Strategic Marketing Planning – Strengths
Some benefits of strategic marketing planning are as follows:
(a) The increase in size of companies will increase its risk.
(b) It improves the quality of management’s decision making by encouraging creativity and initiative by tapping the ideas of the management team.
(c) The economic environment of business is fast changing.
(d) The reduction in entry barriers has intensified the competitive spirit.
(e) The long-run survival and growth of a business firm requires a well-planned decision making, evaluation and control systems.
(f) The long-term, medium-term and short-term objectives, plans and controls can be made consistent with one another.
Strategic Marketing Planning – Common Pitfalls
The common pitfalls in strategic marketing planning are as follows:
(a) Non-availability of correct and accurate data.
(b) Doing strategic planning only to satisfy accreditation or regulatory requirements.
(c) Failing to communicate the plan to the people who execute the plan.
(d) Top management making intuitive decisions that conflict with formal plan.
(e) Failing to use plans as a standard for measuring performance.
(f) Delegating tasks to a few persons rather than involving all managers.

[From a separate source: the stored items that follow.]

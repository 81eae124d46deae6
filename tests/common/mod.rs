// Common test utilities and helpers

use robot_console::{ApiConfig, Config, StreamConfig};

/// Create a test configuration with sensible defaults
pub fn create_test_config() -> Config {
    Config {
        stream: StreamConfig {
            url: "wss://stream.example-exchange.com/market".to_string(),
            pairs: vec!["btcusdt".to_string(), "ethusdt".to_string()],
            reconnect_initial_secs: 1,
            reconnect_max_secs: 2,
        },
        api: ApiConfig {
            base_url: "http://127.0.0.1:9".to_string(),
            session_token: "test-session-token".to_string(),
            control_timeout_secs: 5,
        },
    }
}

/// Build a single-symbol ticker frame the way the feed sends it
pub fn ticker_frame(symbol: &str, price: &str, change: &str) -> String {
    format!(
        r#"{{"{}": {{"price":"{}","change24h":"{}"}}}}"#,
        symbol, price, change
    )
}
// Integration tests for configuration loading and validation

mod common;

use common::create_test_config;
use robot_console::Config;
use std::fs;
use tempfile::TempDir;

#[test]
fn test_default_config_is_valid() {
    let config = Config::default();
    assert!(config.validate().is_ok());
    assert!(config.stream.url.starts_with("wss://"));
    assert!(!config.stream.pairs.is_empty());
    assert!(config.api.control_timeout_secs > 0);
}

#[test]
fn test_config_serialization_deserialization() {
    let config = create_test_config();

    let toml_string = toml::to_string(&config).expect("Failed to serialize config");

    assert!(!toml_string.is_empty());
    assert!(toml_string.contains("btcusdt"));
    assert!(toml_string.contains("session_token"));

    let deserialized: Config = toml::from_str(&toml_string).expect("Failed to deserialize config");

    assert_eq!(deserialized.stream.url, config.stream.url);
    assert_eq!(deserialized.stream.pairs, config.stream.pairs);
    assert_eq!(deserialized.api.base_url, config.api.base_url);
}

#[test]
fn test_config_file_loading() {
    let temp_dir = TempDir::new().expect("Failed to create temp dir");
    let config_path = temp_dir.path().join("test_config.toml");

    let config = create_test_config();
    let toml_string = toml::to_string(&config).expect("Failed to serialize config");

    fs::write(&config_path, toml_string).expect("Failed to write config file");

    let loaded = Config::from_file(&config_path).expect("Failed to load config");

    assert_eq!(loaded.stream.pairs.len(), 2);
    assert_eq!(loaded.api.session_token, "test-session-token");
}

#[test]
fn test_load_or_create_writes_default() {
    let temp_dir = TempDir::new().expect("Failed to create temp dir");
    let config_path = temp_dir.path().join("config.toml");

    assert!(!config_path.exists());
    let created = Config::load_or_create(&config_path).expect("Failed to create config");
    assert!(config_path.exists());

    let reloaded = Config::from_file(&config_path).expect("Failed to reload config");
    assert_eq!(reloaded.stream.url, created.stream.url);
}

#[test]
fn test_validation_rejects_bad_values() {
    let mut config = create_test_config();
    config.stream.url = "https://not-a-websocket".to_string();
    assert!(config.validate().is_err());

    let mut config = create_test_config();
    config.stream.pairs.clear();
    assert!(config.validate().is_err());

    let mut config = create_test_config();
    config.api.control_timeout_secs = 0;
    assert!(config.validate().is_err());

    let mut config = create_test_config();
    config.stream.reconnect_max_secs = 0;
    assert!(config.validate().is_err());
}
// Trading robot control: per-context state machine and settings validation
//
// One AutomationController serves both account contexts; state is strictly
// partitioned by AccountContext and never conflated. The TogglePending state
// guarantees at most one start/stop command in flight per context.

use std::collections::HashMap;
use std::sync::Mutex;
use std::time::Duration;
use tracing::{info, warn};

use crate::clients::rest::ControlApiClient;
use crate::core::types::{AccountContext, RobotState};
use crate::error::{ConsoleError, ConsoleResult};

/// Leverage levels the robot accepts.
#[derive(Debug, Clone, Copy, PartialEq, Eq)]
pub enum Leverage {
    X3,
    X5,
    X20,
    X50,
    X100,
}

impl Leverage {
    pub fn as_u32(&self) -> u32 {
        match self {
            Leverage::X3 => 3,
            Leverage::X5 => 5,
            Leverage::X20 => 20,
            Leverage::X50 => 50,
            Leverage::X100 => 100,
        }
    }

    pub fn from_u32(value: u32) -> Option<Self> {
        match value {
            3 => Some(Leverage::X3),
            5 => Some(Leverage::X5),
            20 => Some(Leverage::X20),
            50 => Some(Leverage::X50),
            100 => Some(Leverage::X100),
            _ => None,
        }
    }
}

/// Which of the available currencies the robot trades.
#[derive(Debug, Clone, PartialEq, Eq)]
pub enum CurrencySelection {
    All,
    Chosen(Vec<String>),
}

#[derive(Debug, Clone, PartialEq)]
pub struct RobotSettings {
    pub available_currencies: Vec<String>,
    pub selected: CurrencySelection,
    pub leverage: Leverage,
    pub min_trade_amount: f64,
    pub max_trade_amount: f64,
}

impl RobotSettings {
    pub const MIN_TRADE_FLOOR: f64 = 5.0;
    pub const MIN_TRADE_CEIL: f64 = 10_000.0;
    pub const MAX_TRADE_FLOOR: f64 = 25.0;
    pub const MAX_TRADE_CEIL: f64 = 10_000.0;

    /// Client-side invariant check, run before any network dispatch.
    pub fn validate(&self) -> ConsoleResult<()> {
        if self.min_trade_amount < Self::MIN_TRADE_FLOOR
            || self.min_trade_amount > Self::MIN_TRADE_CEIL
        {
            return Err(ConsoleError::Validation(format!(
                "minimum trade amount must be between {} and {}",
                Self::MIN_TRADE_FLOOR,
                Self::MIN_TRADE_CEIL
            )));
        }

        if self.max_trade_amount < Self::MAX_TRADE_FLOOR
            || self.max_trade_amount > Self::MAX_TRADE_CEIL
        {
            return Err(ConsoleError::Validation(format!(
                "maximum trade amount must be between {} and {}",
                Self::MAX_TRADE_FLOOR,
                Self::MAX_TRADE_CEIL
            )));
        }

        if self.min_trade_amount >= self.max_trade_amount {
            return Err(ConsoleError::Validation(
                "minimum trade amount must be less than the maximum".to_string(),
            ));
        }

        if let CurrencySelection::Chosen(selected) = &self.selected {
            if selected.is_empty() {
                return Err(ConsoleError::Validation(
                    "select at least one currency or choose all".to_string(),
                ));
            }
            for currency in selected {
                if !self.available_currencies.contains(currency) {
                    return Err(ConsoleError::Validation(format!(
                        "currency {} is not available for this account",
                        currency
                    )));
                }
            }
        }

        Ok(())
    }
}

#[derive(Debug, Clone, Copy)]
struct ContextState {
    state: RobotState,
    /// Whether the server has been asked for the authoritative state yet.
    initialized: bool,
}

impl Default for ContextState {
    fn default() -> Self {
        Self {
            state: RobotState::Stopped,
            initialized: false,
        }
    }
}

pub struct AutomationController {
    api: ControlApiClient,
    control_timeout: Duration,
    inner: Mutex<ControllerInner>,
}

struct ControllerInner {
    active: AccountContext,
    contexts: HashMap<AccountContext, ContextState>,
}

impl AutomationController {
    pub fn new(api: ControlApiClient, control_timeout: Duration) -> Self {
        Self {
            api,
            control_timeout,
            inner: Mutex::new(ControllerInner {
                active: AccountContext::Demo,
                contexts: HashMap::new(),
            }),
        }
    }

    pub fn active_context(&self) -> AccountContext {
        self.inner.lock().unwrap().active
    }

    /// Client-observed robot state for a context. Stopped until the first
    /// server confirmation.
    pub fn state(&self, context: AccountContext) -> RobotState {
        self.inner
            .lock()
            .unwrap()
            .contexts
            .get(&context)
            .copied()
            .unwrap_or_default()
            .state
    }

    /// Query the server for the authoritative run state on first access.
    /// A failed query defaults to Stopped: never assume a bot is running
    /// without confirmation.
    pub async fn ensure_status(&self, context: AccountContext) -> RobotState {
        {
            let inner = self.inner.lock().unwrap();
            if let Some(ctx) = inner.contexts.get(&context) {
                if ctx.initialized {
                    return ctx.state;
                }
            }
        }

        let state = match self.api.fetch_status(context).await {
            Ok(true) => RobotState::Running,
            Ok(false) => RobotState::Stopped,
            Err(e) => {
                warn!(
                    "status query for {} failed ({}), defaulting to stopped",
                    context, e
                );
                RobotState::Stopped
            }
        };

        let mut inner = self.inner.lock().unwrap();
        let ctx = inner.contexts.entry(context).or_default();
        // A toggle may have raced the status query; its confirmation wins.
        if !ctx.initialized && ctx.state.is_settled() {
            ctx.state = state;
        }
        ctx.initialized = true;
        ctx.state
    }

    /// Flip the robot between stopped and running for one context.
    ///
    /// Rejected while a toggle is already pending (never queued). On server
    /// error or timeout the prior confirmed state is restored and the error
    /// surfaced for the inline banner.
    pub async fn toggle(&self, context: AccountContext) -> ConsoleResult<RobotState> {
        let prior = self.ensure_status(context).await;

        {
            let mut inner = self.inner.lock().unwrap();
            let ctx = inner.contexts.entry(context).or_default();
            if ctx.state == RobotState::TogglePending {
                return Err(ConsoleError::Precondition(
                    "a start/stop command is already in progress for this account".to_string(),
                ));
            }
            ctx.state = RobotState::TogglePending;
        }

        let start = prior == RobotState::Stopped;
        let outcome =
            tokio::time::timeout(self.control_timeout, self.api.toggle(context, start)).await;

        let mut inner = self.inner.lock().unwrap();
        let ctx = inner.contexts.entry(context).or_default();

        match outcome {
            Ok(Ok(())) => {
                let confirmed = if start {
                    RobotState::Running
                } else {
                    RobotState::Stopped
                };
                ctx.state = confirmed;
                info!("robot on {} is now {:?}", context, confirmed);
                Ok(confirmed)
            }
            Ok(Err(e)) => {
                ctx.state = prior;
                Err(e)
            }
            Err(_elapsed) => {
                ctx.state = prior;
                Err(ConsoleError::Timeout(format!(
                    "no response to the {} command within {}s",
                    if start { "start" } else { "stop" },
                    self.control_timeout.as_secs()
                )))
            }
        }
    }

    /// Switch the active account context. Hard precondition: the robot on the
    /// current context must be stopped.
    pub async fn switch_context(&self, to: AccountContext) -> ConsoleResult<()> {
        let from = self.active_context();
        if from == to {
            return Ok(());
        }

        match self.state(from) {
            RobotState::Running => {
                return Err(ConsoleError::Precondition(format!(
                    "stop the robot on the {} account before switching",
                    from
                )))
            }
            RobotState::TogglePending => {
                return Err(ConsoleError::Precondition(format!(
                    "wait for the pending {} command to finish before switching",
                    from
                )))
            }
            RobotState::Stopped => {}
        }

        self.inner.lock().unwrap().active = to;
        info!("switched account context {} -> {}", from, to);
        self.ensure_status(to).await;
        Ok(())
    }

    pub async fn fetch_settings(&self, context: AccountContext) -> ConsoleResult<RobotSettings> {
        self.api.fetch_settings(context).await
    }

    /// Save settings for a context. Validated client-side first; server
    /// validation errors are passed through unmodified. Independent of run
    /// state: no requirement that the robot be stopped.
    pub async fn save_settings(
        &self,
        context: AccountContext,
        settings: &RobotSettings,
    ) -> ConsoleResult<()> {
        settings.validate()?;
        self.api.save_settings(context, settings).await
    }

    pub async fn activate_key(&self, key: &str) -> ConsoleResult<String> {
        self.api.activate_key(key).await
    }

    pub async fn purchase_key(&self, key_type: &str) -> ConsoleResult<(String, Option<String>)> {
        self.api.purchase_key(key_type).await
    }
}
// Market snapshot model and stream frame decoding

use serde::Deserialize;
use serde_json::Value;
use std::collections::HashMap;
use tracing::debug;

/// Latest known values for one feed symbol. Created only by frame decoding,
/// never client-side.
#[derive(Debug, Clone, PartialEq)]
pub struct Ticker {
    pub symbol: String,
    pub price: f64,
    pub change_24h: f64,
}

/// Performance card data for one public trading bot, pushed alongside the
/// ticker map when the subscription asks for it.
#[derive(Debug, Clone, PartialEq, Deserialize)]
#[serde(rename_all = "camelCase")]
pub struct BotPerformance {
    pub name: String,
    #[serde(default)]
    pub icon: String,
    pub performance_label: String,
    pub period_label: String,
    pub copier_count: u32,
    #[serde(default)]
    pub sparkline: Vec<f64>,
}

/// The complete set of latest ticker values at a point in time.
///
/// Replaced wholesale on every decoded frame; never mutated after publication,
/// so concurrent readers can hold a reference without observing partial
/// updates.
#[derive(Debug, Clone, PartialEq)]
pub struct MarketSnapshot {
    pub tickers: HashMap<String, Ticker>,
    pub bots: Vec<BotPerformance>,
    /// Set while the stream is disconnected: the data is the last good frame,
    /// not live.
    pub stale: bool,
}

impl MarketSnapshot {
    pub fn ticker(&self, symbol: &str) -> Option<&Ticker> {
        self.tickers.get(symbol)
    }
}

/// Decode one inbound stream frame.
///
/// The frame is a JSON object where every key except `tradingBots` is a raw
/// feed symbol mapping to `{price, change24h}` with string-encoded numbers.
/// Returns None if the payload is not usable at all; individual malformed
/// entries are skipped so one bad symbol does not drop the whole frame.
pub fn decode_frame(payload: &str) -> Option<MarketSnapshot> {
    let value: Value = match serde_json::from_str(payload) {
        Ok(v) => v,
        Err(e) => {
            debug!("dropping undecodable frame: {}", e);
            return None;
        }
    };

    let object = value.as_object()?;

    let mut tickers = HashMap::new();
    let mut bots = Vec::new();

    for (key, entry) in object {
        if key == "tradingBots" {
            match serde_json::from_value::<Vec<BotPerformance>>(entry.clone()) {
                Ok(parsed) => bots = parsed,
                Err(e) => debug!("dropping tradingBots block: {}", e),
            }
            continue;
        }

        let Some(ticker) = decode_ticker(key, entry) else {
            debug!("skipping malformed ticker entry for {}", key);
            continue;
        };
        tickers.insert(key.clone(), ticker);
    }

    if tickers.is_empty() && bots.is_empty() {
        return None;
    }

    Some(MarketSnapshot {
        tickers,
        bots,
        stale: false,
    })
}

fn decode_ticker(symbol: &str, entry: &Value) -> Option<Ticker> {
    let price = entry.get("price")?.as_str()?.parse::<f64>().ok()?;
    let change_24h = entry.get("change24h")?.as_str()?.parse::<f64>().ok()?;

    Some(Ticker {
        symbol: symbol.to_string(),
        price,
        change_24h,
    })
}

/// Built-in placeholder snapshot shown before the first live frame arrives.
/// Prices are representative only; marked stale so views can badge it.
pub fn fallback_snapshot() -> MarketSnapshot {
    let seed: [(&str, f64, f64); 8] = [
        ("btcusdt", 83_738.10, -2.89),
        ("ethusdt", 1_887.45, -1.42),
        ("xrpusdt", 2.17, 0.65),
        ("solusdt", 126.30, -3.10),
        ("adausdt", 0.71, 0.12),
        ("dogeusdt", 0.168, -0.95),
        ("ltcusdt", 91.24, 1.08),
        ("dotusdt", 4.02, -0.44),
    ];

    let tickers = seed
        .iter()
        .map(|(symbol, price, change)| {
            (
                symbol.to_string(),
                Ticker {
                    symbol: symbol.to_string(),
                    price: *price,
                    change_24h: *change,
                },
            )
        })
        .collect();

    MarketSnapshot {
        tickers,
        bots: Vec::new(),
        stale: true,
    }
}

(g) Failing to involve key employees in all phases of planning.
(h) Failing to create an environment conducive of change.
(i) Lack of flexibility and creativity.
(j) Strategic planning is a costly exercise, as well as, time consuming.
(k) Strategic planning usually restricted to hard business concerns, leaving without proper attention for soft issues like customer, quality, labour productivity, social concerns etc.
(l) Strategy planning sometimes becomes a routine exercise, without having proper attention to strategic issues.
(m) The planning process is isolated from the external groups that critically affect the company like labour unions, consumer advocates, social service organizations etc.